▶ [Supplied data]:
|---|

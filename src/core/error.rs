//! Error types for scheduler components.
//!
//! Scheduling operations themselves report failure through sentinel returns
//! (`TaskId::INVALID`, `false`); errors here surface only from construction.

use thiserror::Error;

/// Errors produced by scheduler components.
#[derive(Debug, Error)]
pub enum SchedulerError {
    /// Configuration validation failed.
    #[error("invalid configuration: {0}")]
    InvalidConfig(String),
    /// A worker thread could not be spawned.
    #[error("failed to spawn worker thread: {0}")]
    Spawn(String),
    /// The scheduler has been torn down.
    #[error("scheduler has been shut down")]
    Shutdown,
    /// No live task exists for the given id.
    #[error("task not found")]
    NotFound,
}

/// Application-facing result using anyhow for higher-level contexts.
pub type AppResult<T> = Result<T, anyhow::Error>;
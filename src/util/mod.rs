//! Shared utilities.

pub mod telemetry;

pub use telemetry::init_tracing;
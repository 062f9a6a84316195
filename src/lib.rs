//! # Delaypool
//!
//! A thread-safe delayed/periodic task scheduler for data-service frameworks.
//!
//! This library provides the scheduling layer that drives retries, watchdogs,
//! periodic synchronization, and deferred cleanup inside a larger storage
//! framework. Tasks are opaque zero-argument bodies submitted with a delay
//! (and, for periodic tasks, an interval and repeat count); a bounded pool of
//! worker threads executes each task at its due time.
//!
//! ## Core Problem Solved
//!
//! Deferred work in a storage service has constraints that a plain thread pool
//! does not cover:
//!
//! - **Time ordering**: no task may run before its due time, and the earliest
//!   due task must be served first
//! - **Safe cancellation**: callers must be able to cancel work that is queued
//!   or already in flight, optionally blocking until the body has finished
//! - **Re-arming**: periodic tasks re-schedule themselves after each run until
//!   their repeat budget is exhausted
//! - **No lock-held execution**: a slow task body must never stall queue
//!   mutation or other workers
//!
//! ## Key Features
//!
//! - **Time-ordered registry**: binary heap keyed by due time with lazy
//!   tombstone cancellation (no O(n) heap removal)
//! - **Blocking pop**: workers sleep on a condition variable with a deadline
//!   derived from the head's due time, never spinning
//! - **Wait-for-completion removal**: `remove(id, wait = true)` returns only
//!   after an in-flight body has fully completed
//! - **On-demand worker growth**: the pool starts at its configured minimum
//!   concurrency and grows up to the maximum when submissions find no idle
//!   worker
//! - **Sentinel failure returns**: teardown and not-found conditions surface
//!   as `TaskId::INVALID` / `false`, never as panics
//!
//! ## Example
//!
//! ```
//! use std::time::Duration;
//!
//! use delaypool::config::SchedulerConfig;
//! use delaypool::runtime::SchedulerHandle;
//!
//! let scheduler = SchedulerHandle::new(SchedulerConfig::new()).unwrap();
//!
//! // One-shot task, 10ms from now.
//! let id = scheduler.execute(|| println!("deferred"), Duration::from_millis(10));
//! assert!(id.is_valid());
//!
//! // Periodic task: first run after 5ms, then every 20ms, three times.
//! let id = scheduler.schedule_with(
//!     || println!("tick"),
//!     Duration::from_millis(20),
//!     Duration::from_millis(5),
//!     3,
//! );
//!
//! // Cancel and wait until any in-flight run has finished.
//! scheduler.remove(id, true);
//! scheduler.shutdown();
//! ```
//!
//! For complete examples, see:
//! - `tests/scheduler_pool_test.rs` - Full integration tests
//! - `tests/delay_queue_test.rs` - Queue-level concurrency tests

#![deny(warnings)]
#![deny(missing_docs)]
#![deny(unsafe_code)]
#![warn(clippy::all)]
#![warn(clippy::pedantic)]
#![warn(clippy::nursery)]

/// Core scheduling: task records, the time-ordered queue, and the worker pool.
pub mod core;
/// Configuration models for pool sizing and worker naming.
pub mod config;
/// Process-wide scheduling handle.
pub mod runtime;
/// Shared utilities.
pub mod util;
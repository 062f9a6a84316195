//! Configuration models for pool sizing and worker naming.

pub mod scheduler;

pub use scheduler::{SchedulerConfig, DEFAULT_MAX_WORKERS, DEFAULT_MIN_WORKERS};
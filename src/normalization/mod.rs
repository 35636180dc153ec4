pub mod binning;
pub mod inflation;
pub mod rating;

pub use binning::BudgetBin;
pub use inflation::{CpiTable, InflationAdjuster, InflationIndex};
pub use rating::RatingMapper;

|---|

▶ [What is needed]:
Check each line of the material for the string "sizing", then state how many lines have it and nothing more.

▶ [Solved problem]:
2